** Opening Record set block **
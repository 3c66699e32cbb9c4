use std::path::{Path, PathBuf};
use std::sync::Arc;

use anyhow::Context;
use attendance_board::report;
use attendance_board::source::{HttpStudentSource, DEFAULT_ENDPOINT};
use attendance_board::store::{FileSnapshotStore, PgSnapshotStore};
use attendance_board::{Board, FilterType, Repository, SnapshotStore, StudentId};
use clap::{Args, Parser, Subcommand};
use sqlx::postgres::PgPoolOptions;
use tracing_subscriber::{layer::SubscriberExt, util::SubscriberInitExt};

#[derive(Parser)]
#[command(name = "attendance-board")]
#[command(about = "Student attendance board with filters, sorting and selection", long_about = None)]
struct Cli {
    /// Postgres connection string; snapshots go to the data directory when unset
    #[arg(long, env = "DATABASE_URL", global = true)]
    database_url: Option<String>,

    /// Directory holding the student snapshot
    #[arg(long, env = "ATTENDANCE_DATA_DIR", default_value = ".attendance", global = true)]
    data_dir: PathBuf,

    /// Endpoint returning the user records
    #[arg(long, env = "ATTENDANCE_ENDPOINT", default_value = DEFAULT_ENDPOINT, global = true)]
    endpoint: String,

    #[command(subcommand)]
    command: Commands,
}

#[derive(Subcommand)]
enum Commands {
    /// Create or upgrade the snapshot schema in Postgres
    InitDb,
    /// Print the attendance board
    Show {
        #[command(flatten)]
        view: ViewArgs,
    },
    /// Export the displayed students as CSV
    Export {
        #[command(flatten)]
        view: ViewArgs,
        #[arg(long, default_value = "attendance.csv")]
        out: PathBuf,
    },
}

#[derive(Args)]
struct ViewArgs {
    /// all, present or absent
    #[arg(long, default_value = "all")]
    filter: FilterType,
    /// Only show students below the attendance threshold
    #[arg(long)]
    low: bool,
    /// Sort by attendance, highest first
    #[arg(long)]
    sort: bool,
    /// Student ids to mark as selected
    #[arg(long = "select")]
    select: Vec<StudentId>,
}

#[tokio::main]
async fn main() -> anyhow::Result<()> {
    tracing_subscriber::registry()
        .with(
            tracing_subscriber::EnvFilter::try_from_default_env()
                .unwrap_or_else(|_| "attendance_board=info".into()),
        )
        .with(tracing_subscriber::fmt::layer().with_writer(std::io::stderr))
        .init();

    let cli = Cli::parse();

    match cli.command {
        Commands::InitDb => {
            let database_url = cli
                .database_url
                .as_deref()
                .context("DATABASE_URL must be set to initialize the snapshot schema")?;
            let store = connect(database_url).await?;
            store.init().await?;
            println!("Schema ready.");
        }
        Commands::Show { view } => {
            let board = load_board(
                cli.database_url.as_deref(),
                &cli.data_dir,
                &cli.endpoint,
                &view,
            )
            .await?;
            print!("{}", report::render_board(&board, chrono::Utc::now()));
        }
        Commands::Export { view, out } => {
            let board = load_board(
                cli.database_url.as_deref(),
                &cli.data_dir,
                &cli.endpoint,
                &view,
            )
            .await?;
            let file = std::fs::File::create(&out)
                .with_context(|| format!("failed to create {}", out.display()))?;
            let board_view = board.view();
            report::write_csv(&board_view, board.selection(), file)?;
            println!(
                "Exported {} students to {}.",
                board_view.counts.filtered,
                out.display()
            );
        }
    }

    Ok(())
}

async fn connect(database_url: &str) -> anyhow::Result<PgSnapshotStore> {
    let pool = PgPoolOptions::new()
        .max_connections(5)
        .connect(database_url)
        .await
        .context("failed to connect to Postgres")?;
    Ok(PgSnapshotStore::new(pool))
}

async fn load_board(
    database_url: Option<&str>,
    data_dir: &Path,
    endpoint: &str,
    args: &ViewArgs,
) -> anyhow::Result<Board> {
    let store: Arc<dyn SnapshotStore> = match database_url {
        Some(url) => Arc::new(connect(url).await?),
        None => Arc::new(FileSnapshotStore::new(data_dir)),
    };
    let repository = Repository::new(store, Arc::new(HttpStudentSource::new(endpoint)));

    let mut board = Board::loading();
    board.resolve(repository.load().await);

    board.set_filter_type(args.filter);
    if args.low {
        board.toggle_low_attendance();
    }
    if args.sort {
        board.toggle_sort();
    }
    for &id in &args.select {
        board.toggle_student(id);
    }

    Ok(board)
}
use std::collections::HashSet;
use std::sync::{Arc, Mutex, PoisonError};

use async_trait::async_trait;
use rand::rngs::StdRng;
use rand::{Rng, SeedableRng};
use tokio::sync::OnceCell;
use tracing::{error, info, warn};

use crate::error::{BoardError, Result};
use crate::models::{RemoteUser, Student, MAX_ATTENDANCE, MIN_ATTENDANCE};

/// Key the student collection is persisted under.
pub const SNAPSHOT_KEY: &str = "studentAttendance";

#[async_trait]
pub trait SnapshotStore: Send + Sync {
    async fn read(&self, key: &str) -> Result<Option<String>>;
    async fn write(&self, key: &str, payload: &str) -> Result<()>;
}

#[async_trait]
pub trait StudentSource: Send + Sync {
    async fn fetch_users(&self) -> Result<Vec<RemoteUser>>;
}

#[derive(Debug, Clone, Copy, PartialEq, Eq)]
pub enum LoadOrigin {
    Snapshot,
    Fetched,
    /// The fetch failed; the collection is empty.
    Unavailable,
}

#[derive(Debug, Clone)]
pub struct Loaded {
    pub students: Arc<[Student]>,
    pub origin: LoadOrigin,
}

/// Owns the student collection for the lifetime of the process.
///
/// The first `load` reads the snapshot, or fetches and persists a fresh
/// collection when there is none. Every later `load` returns the same result.
pub struct Repository {
    store: Arc<dyn SnapshotStore>,
    source: Arc<dyn StudentSource>,
    rng: Mutex<StdRng>,
    cache: OnceCell<Loaded>,
}

impl Repository {
    pub fn new(store: Arc<dyn SnapshotStore>, source: Arc<dyn StudentSource>) -> Self {
        Self {
            store,
            source,
            rng: Mutex::new(StdRng::from_entropy()),
            cache: OnceCell::new(),
        }
    }

    pub fn with_rng(mut self, rng: StdRng) -> Self {
        self.rng = Mutex::new(rng);
        self
    }

    pub async fn load(&self) -> Loaded {
        self.cache.get_or_init(|| self.resolve()).await.clone()
    }

    async fn resolve(&self) -> Loaded {
        if let Some(students) = self.read_snapshot().await {
            info!(count = students.len(), "loaded students from snapshot");
            return Loaded {
                students: students.into(),
                origin: LoadOrigin::Snapshot,
            };
        }

        let users = match self.source.fetch_users().await {
            Ok(users) => users,
            Err(err) => {
                error!(error = %err, "error fetching students");
                return Loaded {
                    students: Vec::<Student>::new().into(),
                    origin: LoadOrigin::Unavailable,
                };
            }
        };

        let students = self.assign_attendance(users);
        info!(count = students.len(), "fetched students");

        if let Err(err) = self.write_snapshot(&students).await {
            warn!(error = %err, "failed to persist student snapshot");
        }

        Loaded {
            students: students.into(),
            origin: LoadOrigin::Fetched,
        }
    }

    async fn read_snapshot(&self) -> Option<Vec<Student>> {
        let payload = match self.store.read(SNAPSHOT_KEY).await {
            Ok(Some(payload)) => payload,
            Ok(None) => return None,
            Err(err) => {
                warn!(error = %err, "failed to read student snapshot, fetching fresh data");
                return None;
            }
        };

        match parse_snapshot(&payload) {
            Ok(students) => Some(students),
            Err(err) => {
                warn!(error = %err, "discarding student snapshot, fetching fresh data");
                None
            }
        }
    }

    async fn write_snapshot(&self, students: &[Student]) -> Result<()> {
        let payload = encode_snapshot(students)?;
        self.store.write(SNAPSHOT_KEY, &payload).await
    }

    fn assign_attendance(&self, users: Vec<RemoteUser>) -> Vec<Student> {
        let mut rng = self.rng.lock().unwrap_or_else(PoisonError::into_inner);
        users
            .into_iter()
            .map(|user| {
                let attendance = rng.gen_range(MIN_ATTENDANCE..=MAX_ATTENDANCE);
                Student::from_remote(user, attendance)
            })
            .collect()
    }
}

pub fn encode_snapshot(students: &[Student]) -> Result<String> {
    Ok(serde_json::to_string(students)?)
}

/// Parses a snapshot, rejecting duplicate ids and out-of-range attendance.
pub fn parse_snapshot(payload: &str) -> Result<Vec<Student>> {
    let students: Vec<Student> = serde_json::from_str(payload)?;
    let mut seen = HashSet::new();

    for student in &students {
        if !seen.insert(student.id) {
            return Err(BoardError::InvalidSnapshot(format!(
                "duplicate student id {}",
                student.id
            )));
        }
        if !(MIN_ATTENDANCE..=MAX_ATTENDANCE).contains(&student.attendance) {
            return Err(BoardError::InvalidSnapshot(format!(
                "attendance {} out of range for student {}",
                student.attendance, student.id
            )));
        }
    }

    Ok(students)
}
use std::fmt;
use std::str::FromStr;

use serde::{Deserialize, Serialize};

pub type StudentId = u32;

/// Students at or above this attendance percentage count as present.
pub const PRESENT_THRESHOLD: u8 = 75;
pub const MIN_ATTENDANCE: u8 = 40;
pub const MAX_ATTENDANCE: u8 = 100;

#[derive(Debug, Clone, PartialEq, Eq, Serialize, Deserialize)]
pub struct Student {
    pub id: StudentId,
    pub name: String,
    pub email: String,
    pub city: String,
    pub attendance: u8,
}

impl Student {
    pub fn from_remote(user: RemoteUser, attendance: u8) -> Self {
        Self {
            id: user.id,
            name: user.name,
            email: user.email,
            city: user.address.city,
            attendance,
        }
    }

    pub fn status(&self) -> AttendanceStatus {
        AttendanceStatus::of(self.attendance)
    }

    pub fn is_present(&self) -> bool {
        self.status() == AttendanceStatus::Present
    }

    pub fn is_absent(&self) -> bool {
        self.status() == AttendanceStatus::Absent
    }
}

#[derive(Debug, Clone, Copy, PartialEq, Eq)]
pub enum AttendanceStatus {
    Present,
    Absent,
}

impl AttendanceStatus {
    pub fn of(attendance: u8) -> Self {
        if attendance >= PRESENT_THRESHOLD {
            AttendanceStatus::Present
        } else {
            AttendanceStatus::Absent
        }
    }

    pub fn label(self) -> &'static str {
        match self {
            AttendanceStatus::Present => "Present",
            AttendanceStatus::Absent => "Absent",
        }
    }

    pub fn badge(self) -> &'static str {
        match self {
            AttendanceStatus::Present => "✅",
            AttendanceStatus::Absent => "⚠️",
        }
    }
}

#[derive(Debug, Clone, Copy, Default, PartialEq, Eq)]
pub enum FilterType {
    #[default]
    All,
    Present,
    Absent,
}

impl fmt::Display for FilterType {
    fn fmt(&self, f: &mut fmt::Formatter<'_>) -> fmt::Result {
        let label = match self {
            FilterType::All => "All",
            FilterType::Present => "Present",
            FilterType::Absent => "Absent",
        };
        f.write_str(label)
    }
}

impl FromStr for FilterType {
    type Err = String;

    fn from_str(value: &str) -> Result<Self, Self::Err> {
        match value.to_ascii_lowercase().as_str() {
            "all" => Ok(FilterType::All),
            "present" => Ok(FilterType::Present),
            "absent" => Ok(FilterType::Absent),
            other => Err(format!("unknown filter type: {other}")),
        }
    }
}

#[derive(Debug, Clone, Copy, Default, PartialEq, Eq)]
pub struct ViewConfig {
    pub filter_type: FilterType,
    pub show_low_attendance: bool,
    pub sort_by_attendance: bool,
}

/// Aggregate statistics shown alongside the display list.
#[derive(Debug, Clone, Copy, Default, PartialEq, Eq)]
pub struct Counts {
    pub total: usize,
    pub present: usize,
    pub absent: usize,
    pub filtered: usize,
    pub selected: usize,
}

#[derive(Debug, Clone, Deserialize)]
pub struct RemoteUser {
    pub id: StudentId,
    pub name: String,
    pub email: String,
    pub address: RemoteAddress,
}

#[derive(Debug, Clone, Deserialize)]
pub struct RemoteAddress {
    pub city: String,
}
** Closing Record set block **
## What to work on
Gather from the entries above all lines that include the string "usize".

## Written response
    pub total: usize,
    pub present: usize,
    pub absent: usize,
    pub filtered: usize,
    pub selected: usize,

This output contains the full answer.